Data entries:
▼

//! Normalized readings produced by the source adapters

use chrono::NaiveDateTime;
use serde::{Deserialize, Serialize};
use std::collections::BTreeMap;

use super::GeoPoint;
use crate::grade::{self, Grade, Pollutant, RainfallLevel};
use crate::grid::GridCoordinate;
use crate::time_window::{ProductType, TimeWindow};

/// Which upstream (or the synthetic generator) produced a reading
#[derive(Debug, Clone, Copy, PartialEq, Eq, PartialOrd, Ord, Hash, Serialize, Deserialize)]
#[serde(rename_all = "kebab-case")]
pub enum SourceLabel {
    /// Ground-station hourly observation
    Asos,
    /// Ultra-short-range nowcast grid
    GridNowcast,
    /// Ultra-short-range forecast grid
    GridForecast,
    /// Village forecast grid
    VillageForecast,
    /// Air-quality station measurement
    AirKorea,
    /// Manufactured fallback
    Synthetic,
}

impl SourceLabel {
    #[must_use]
    pub fn as_str(self) -> &'static str {
        match self {
            SourceLabel::Asos => "asos",
            SourceLabel::GridNowcast => "grid-nowcast",
            SourceLabel::GridForecast => "grid-forecast",
            SourceLabel::VillageForecast => "village-forecast",
            SourceLabel::AirKorea => "air-korea",
            SourceLabel::Synthetic => "synthetic",
        }
    }
}

/// A normalized reading with its provenance
#[derive(Debug, Clone, PartialEq, Serialize, Deserialize)]
#[serde(rename_all = "camelCase")]
pub struct Reading {
    pub source_label: SourceLabel,
    pub is_synthetic: bool,
    #[serde(flatten)]
    pub data: ReadingData,
}

impl Reading {
    /// A reading that came from a live upstream
    #[must_use]
    pub fn live(source_label: SourceLabel, data: ReadingData) -> Self {
        Self {
            source_label,
            is_synthetic: false,
            data,
        }
    }

    /// A manufactured stand-in reading
    #[must_use]
    pub fn synthetic(data: ReadingData) -> Self {
        Self {
            source_label: SourceLabel::Synthetic,
            is_synthetic: true,
            data,
        }
    }
}

/// Per-kind field sets
#[derive(Debug, Clone, PartialEq, Serialize, Deserialize)]
#[serde(tag = "kind", rename_all = "kebab-case")]
pub enum ReadingData {
    GroundObservation(GroundObservation),
    GridNowcast(GridNowcast),
    GridForecastSeries(GridForecastSeries),
    AirQualitySnapshot(AirQualitySnapshot),
}

/// Hourly observation measured at a ground station
#[derive(Debug, Clone, PartialEq, Serialize, Deserialize)]
#[serde(rename_all = "camelCase")]
pub struct GroundObservation {
    pub observation_station: String,
    /// Observation time as reported (`YYYY-MM-DD HH:MM`)
    pub observed_at: Option<String>,
    pub precipitation_mm: f64,
    /// Precipitation type code (0 none, 1 rain, ...)
    pub precipitation_type: u8,
    pub temperature_c: f64,
    pub humidity_pct: f64,
    pub wind_speed_ms: f64,
    pub rainfall_level: RainfallLevel,
}

/// Nowcast values for one grid cell
#[derive(Debug, Clone, PartialEq, Serialize, Deserialize)]
#[serde(rename_all = "camelCase")]
pub struct GridNowcast {
    pub window: TimeWindow,
    pub grid: GridCoordinate,
    pub precipitation_mm: f64,
    pub precipitation_type: u8,
    pub temperature_c: f64,
    #[serde(skip_serializing_if = "Option::is_none")]
    pub humidity_pct: Option<f64>,
    #[serde(skip_serializing_if = "Option::is_none")]
    pub wind_speed_ms: Option<f64>,
    pub rainfall_level: RainfallLevel,
}

/// One forecast time step
#[derive(Debug, Clone, PartialEq, Serialize, Deserialize)]
#[serde(rename_all = "camelCase")]
pub struct ForecastSlot {
    pub forecast_at: NaiveDateTime,
    #[serde(skip_serializing_if = "Option::is_none")]
    pub precipitation_mm: Option<f64>,
    #[serde(skip_serializing_if = "Option::is_none")]
    pub precipitation_type: Option<u8>,
    #[serde(skip_serializing_if = "Option::is_none")]
    pub temperature_c: Option<f64>,
    /// Probability of precipitation (%)
    #[serde(skip_serializing_if = "Option::is_none")]
    pub pop: Option<u8>,
    /// Precipitation amount (mm)
    #[serde(skip_serializing_if = "Option::is_none")]
    pub pcp: Option<f64>,
}

impl ForecastSlot {
    #[must_use]
    pub fn empty(forecast_at: NaiveDateTime) -> Self {
        Self {
            forecast_at,
            precipitation_mm: None,
            precipitation_type: None,
            temperature_c: None,
            pop: None,
            pcp: None,
        }
    }
}

/// Forecast time series for one grid cell
#[derive(Debug, Clone, PartialEq, Serialize, Deserialize)]
#[serde(rename_all = "camelCase")]
pub struct GridForecastSeries {
    pub product: ProductType,
    pub window: TimeWindow,
    pub grid: GridCoordinate,
    pub series: Vec<ForecastSlot>,
    #[serde(skip_serializing_if = "Option::is_none")]
    pub min_pop: Option<u8>,
    #[serde(skip_serializing_if = "Option::is_none")]
    pub min_pcp: Option<f64>,
}

/// Pollutant concentrations; missing values stay `None`
#[derive(Debug, Clone, Copy, Default, PartialEq, Serialize, Deserialize)]
#[serde(rename_all = "camelCase")]
pub struct Concentrations {
    pub pm10: Option<f64>,
    pub pm25: Option<f64>,
    pub o3: Option<f64>,
    pub no2: Option<f64>,
    pub co: Option<f64>,
    pub so2: Option<f64>,
}

impl Concentrations {
    #[must_use]
    pub fn get(&self, pollutant: Pollutant) -> Option<f64> {
        match pollutant {
            Pollutant::Pm10 => self.pm10,
            Pollutant::Pm25 => self.pm25,
            Pollutant::O3 => self.o3,
            Pollutant::No2 => self.no2,
            Pollutant::Co => self.co,
            Pollutant::So2 => self.so2,
        }
    }

    #[must_use]
    pub fn is_empty(&self) -> bool {
        Pollutant::ALL.iter().all(|p| self.get(*p).is_none())
    }
}

/// Latest measurement at an air-quality station
#[derive(Debug, Clone, PartialEq, Serialize, Deserialize)]
#[serde(rename_all = "camelCase")]
pub struct AirQualitySnapshot {
    pub station_name: String,
    pub measured_at: Option<String>,
    #[serde(flatten)]
    pub concentrations: Concentrations,
    /// Integrated air-quality index as reported upstream
    #[serde(skip_serializing_if = "Option::is_none")]
    pub khai_value: Option<f64>,
    pub grades: BTreeMap<Pollutant, Grade>,
    /// Worst pollutant grade
    pub overall_grade: Option<Grade>,
}

impl AirQualitySnapshot {
    /// Build a snapshot, grading every available concentration.
    #[must_use]
    pub fn new(
        station_name: impl Into<String>,
        measured_at: Option<String>,
        concentrations: Concentrations,
        khai_value: Option<f64>,
    ) -> Self {
        let grades: BTreeMap<Pollutant, Grade> = Pollutant::ALL
            .iter()
            .filter_map(|&p| {
                concentrations
                    .get(p)
                    .and_then(|value| grade::classify(p, value))
                    .map(|g| (p, g))
            })
            .collect();
        let overall_grade = grades.values().copied().max();

        Self {
            station_name: station_name.into(),
            measured_at,
            concentrations,
            khai_value,
            grades,
            overall_grade,
        }
    }
}

/// One configured point with the reading it resolved to
#[derive(Debug, Clone, PartialEq, Serialize, Deserialize)]
pub struct PointReading {
    pub point: GeoPoint,
    pub reading: Reading,
}

/// Every configured point in order, plus per-source counts
#[derive(Debug, Clone, PartialEq, Serialize, Deserialize)]
#[serde(rename_all = "camelCase")]
pub struct AggregatedResult {
    pub points: Vec<PointReading>,
    pub sources: BTreeMap<SourceLabel, usize>,
    pub schema_failures: usize,
}

impl AggregatedResult {
    #[must_use]
    pub fn new(points: Vec<PointReading>, schema_failures: usize) -> Self {
        let mut sources = BTreeMap::new();
        for entry in &points {
            *sources.entry(entry.reading.source_label).or_insert(0) += 1;
        }
        Self {
            points,
            sources,
            schema_failures,
        }
    }

    #[must_use]
    pub fn count(&self) -> usize {
        self.points.len()
    }

    #[must_use]
    pub fn synthetic_count(&self) -> usize {
        self.points
            .iter()
            .filter(|p| p.reading.is_synthetic)
            .count()
    }

    #[must_use]
    pub fn any_synthetic(&self) -> bool {
        self.synthetic_count() > 0
    }
}

#[cfg(test)]
mod tests {
    use super::*;

    fn snapshot(pm10: f64, pm25: f64) -> AirQualitySnapshot {
        AirQualitySnapshot::new(
            "Jongno-gu",
            Some("2024-01-01 15:00".into()),
            Concentrations {
                pm10: Some(pm10),
                pm25: Some(pm25),
                ..Concentrations::default()
            },
            None,
        )
    }

    #[test]
    fn test_snapshot_grades() {
        let snap = snapshot(45.0, 40.0);
        assert_eq!(snap.grades.get(&Pollutant::Pm10), Some(&Grade::Moderate));
        assert_eq!(snap.grades.get(&Pollutant::Pm25), Some(&Grade::Unhealthy));
        assert_eq!(snap.overall_grade, Some(Grade::Unhealthy));
        assert!(!snap.grades.contains_key(&Pollutant::O3));
    }

    #[test]
    fn test_empty_concentrations() {
        assert!(Concentrations::default().is_empty());
        let snap = AirQualitySnapshot::new("x", None, Concentrations::default(), None);
        assert_eq!(snap.overall_grade, None);
    }

    #[test]
    fn test_reading_serialization_shape() {
        let reading = Reading::synthetic(ReadingData::AirQualitySnapshot(snapshot(20.0, 10.0)));
        let json = serde_json::to_value(&reading).unwrap();
        assert_eq!(json["sourceLabel"], "synthetic");
        assert_eq!(json["isSynthetic"], true);
        assert_eq!(json["kind"], "air-quality-snapshot");
        assert_eq!(json["pm10"], 20.0);
        assert_eq!(json["grades"]["pm10"], 1);
    }

    #[test]
    fn test_aggregated_counts() {
        let point = GeoPoint::new("Seoul", 37.5665, 126.978);
        let live = Reading::live(
            SourceLabel::AirKorea,
            ReadingData::AirQualitySnapshot(snapshot(20.0, 10.0)),
        );
        let fake = Reading::synthetic(ReadingData::AirQualitySnapshot(snapshot(90.0, 10.0)));
        let result = AggregatedResult::new(
            vec![
                PointReading { point: point.clone(), reading: live },
                PointReading { point: point.clone(), reading: fake.clone() },
                PointReading { point, reading: fake },
            ],
            1,
        );
        assert_eq!(result.count(), 3);
        assert_eq!(result.synthetic_count(), 2);
        assert_eq!(result.sources.get(&SourceLabel::AirKorea), Some(&1));
        assert_eq!(result.sources.get(&SourceLabel::Synthetic), Some(&2));
        assert!(result.any_synthetic());
    }
}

▲

**Instructions for the task:**
Would you show every line in the data above that contains the string "kind"?

**Solved exercise:**
/// Per-kind field sets
#[serde(tag = "kind", rename_all = "kebab-case")]
        assert_eq!(json["kind"], "air-quality-snapshot");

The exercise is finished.